EXERCISE INPUT —
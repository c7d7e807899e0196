use std::sync::Arc;
use tokio::sync::Mutex;
use tracing::{error, info};

use crate::backend::{ModelSize, RecorderBackend, SetupStatus};
use crate::error::SessionError;

/// Initialization progress of the recognition engine
#[derive(Debug, Clone, PartialEq, Eq)]
pub enum InitState {
    NotStarted,
    Initializing,
    Ready,
    /// Fatal until the user explicitly retries; all recording is blocked
    Failed(String),
}

/// One-shot application initialization: first-run setup plus model load
///
/// Concurrent callers are serialized; only the first actually runs the
/// backend commands. A recorded failure is returned to every caller until
/// [`retry`] is invoked.
///
/// [`retry`]: Initializer::retry
pub struct Initializer {
    backend: Arc<dyn RecorderBackend>,
    model_size: ModelSize,
    state: Mutex<InitState>,
}

impl Initializer {
    pub fn new(backend: Arc<dyn RecorderBackend>, model_size: ModelSize) -> Self {
        Self {
            backend,
            model_size,
            state: Mutex::new(InitState::NotStarted),
        }
    }

    /// Run initialization if it has not run yet
    ///
    /// Returns immediately when already ready; returns the recorded error
    /// when a previous attempt failed. The internal lock is held across
    /// the backend calls so a concurrent caller waits for the in-flight
    /// attempt instead of starting a second one.
    pub async fn ensure_initialized(&self) -> Result<(), SessionError> {
        let mut state = self.state.lock().await;

        match &*state {
            InitState::Ready => return Ok(()),
            InitState::Failed(reason) => {
                return Err(SessionError::Initialization(reason.clone()));
            }
            InitState::NotStarted | InitState::Initializing => {}
        }

        *state = InitState::Initializing;
        info!("Initializing application (model {:?})", self.model_size);

        match self.run_init().await {
            Ok(status) => {
                info!(
                    "Initialization complete ({} models installed)",
                    status.installed_models.len()
                );
                *state = InitState::Ready;
                Ok(())
            }
            Err(e) => {
                error!("Initialization failed: {}", e);
                let reason = e.to_string();
                *state = InitState::Failed(reason.clone());
                Err(SessionError::Initialization(reason))
            }
        }
    }

    /// Clear a recorded failure and run initialization again
    pub async fn retry(&self) -> Result<(), SessionError> {
        {
            let mut state = self.state.lock().await;
            if *state == InitState::Ready {
                return Ok(());
            }
            *state = InitState::NotStarted;
        }
        self.ensure_initialized().await
    }

    pub async fn state(&self) -> InitState {
        self.state.lock().await.clone()
    }

    /// Current model installation state from the backend
    pub async fn setup_status(&self) -> Result<SetupStatus, SessionError> {
        self.backend
            .setup_status()
            .await
            .map_err(|e| SessionError::Initialization(e.to_string()))
    }

    async fn run_init(&self) -> anyhow::Result<SetupStatus> {
        let status = self.backend.initialize_app().await?;
        self.backend.init_model(self.model_size).await?;
        Ok(status)
    }
}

EXERCISE DETAILS — Every line of the material must be returned exactly as it appears.

OUTPUT FOR THIS TASK —
repository c7d7e807899e0196
use std::sync::Arc;
use tokio::sync::Mutex;
use tracing::{error, info};

use crate::backend::{ModelSize, RecorderBackend, SetupStatus};
use crate::error::SessionError;

/// Initialization progress of the recognition engine
#[derive(Debug, Clone, PartialEq, Eq)]
pub enum InitState {
    NotStarted,
    Initializing,
    Ready,
    /// Fatal until the user explicitly retries; all recording is blocked
    Failed(String),
}

/// One-shot application initialization: first-run setup plus model load
///
/// Concurrent callers are serialized; only the first actually runs the
/// backend commands. A recorded failure is returned to every caller until
/// [`retry`] is invoked.
///
/// [`retry`]: Initializer::retry
pub struct Initializer {
    backend: Arc<dyn RecorderBackend>,
    model_size: ModelSize,
    state: Mutex<InitState>,
}

impl Initializer {
    pub fn new(backend: Arc<dyn RecorderBackend>, model_size: ModelSize) -> Self {
        Self {
            backend,
            model_size,
            state: Mutex::new(InitState::NotStarted),
        }
    }

    /// Run initialization if it has not run yet
    ///
    /// Returns immediately when already ready; returns the recorded error
    /// when a previous attempt failed. The internal lock is held across
    /// the backend calls so a concurrent caller waits for the in-flight
    /// attempt instead of starting a second one.
    pub async fn ensure_initialized(&self) -> Result<(), SessionError> {
        let mut state = self.state.lock().await;

        match &*state {
            InitState::Ready => return Ok(()),
            InitState::Failed(reason) => {
                return Err(SessionError::Initialization(reason.clone()));
            }
            InitState::NotStarted | InitState::Initializing => {}
        }

        *state = InitState::Initializing;
        info!("Initializing application (model {:?})", self.model_size);

        match self.run_init().await {
            Ok(status) => {
                info!(
                    "Initialization complete ({} models installed)",
                    status.installed_models.len()
                );
                *state = InitState::Ready;
                Ok(())
            }
            Err(e) => {
                error!("Initialization failed: {}", e);
                let reason = e.to_string();
                *state = InitState::Failed(reason.clone());
                Err(SessionError::Initialization(reason))
            }
        }
    }

    /// Clear a recorded failure and run initialization again
    pub async fn retry(&self) -> Result<(), SessionError> {
        {
            let mut state = self.state.lock().await;
            if *state == InitState::Ready {
                return Ok(());
            }
            *state = InitState::NotStarted;
        }
        self.ensure_initialized().await
    }

    pub async fn state(&self) -> InitState {
        self.state.lock().await.clone()
    }

    /// Current model installation state from the backend
    pub async fn setup_status(&self) -> Result<SetupStatus, SessionError> {
        self.backend
            .setup_status()
            .await
            .map_err(|e| SessionError::Initialization(e.to_string()))
    }

    async fn run_init(&self) -> anyhow::Result<SetupStatus> {
        let status = self.backend.initialize_app().await?;
        self.backend.init_model(self.model_size).await?;
        Ok(status)
    }
}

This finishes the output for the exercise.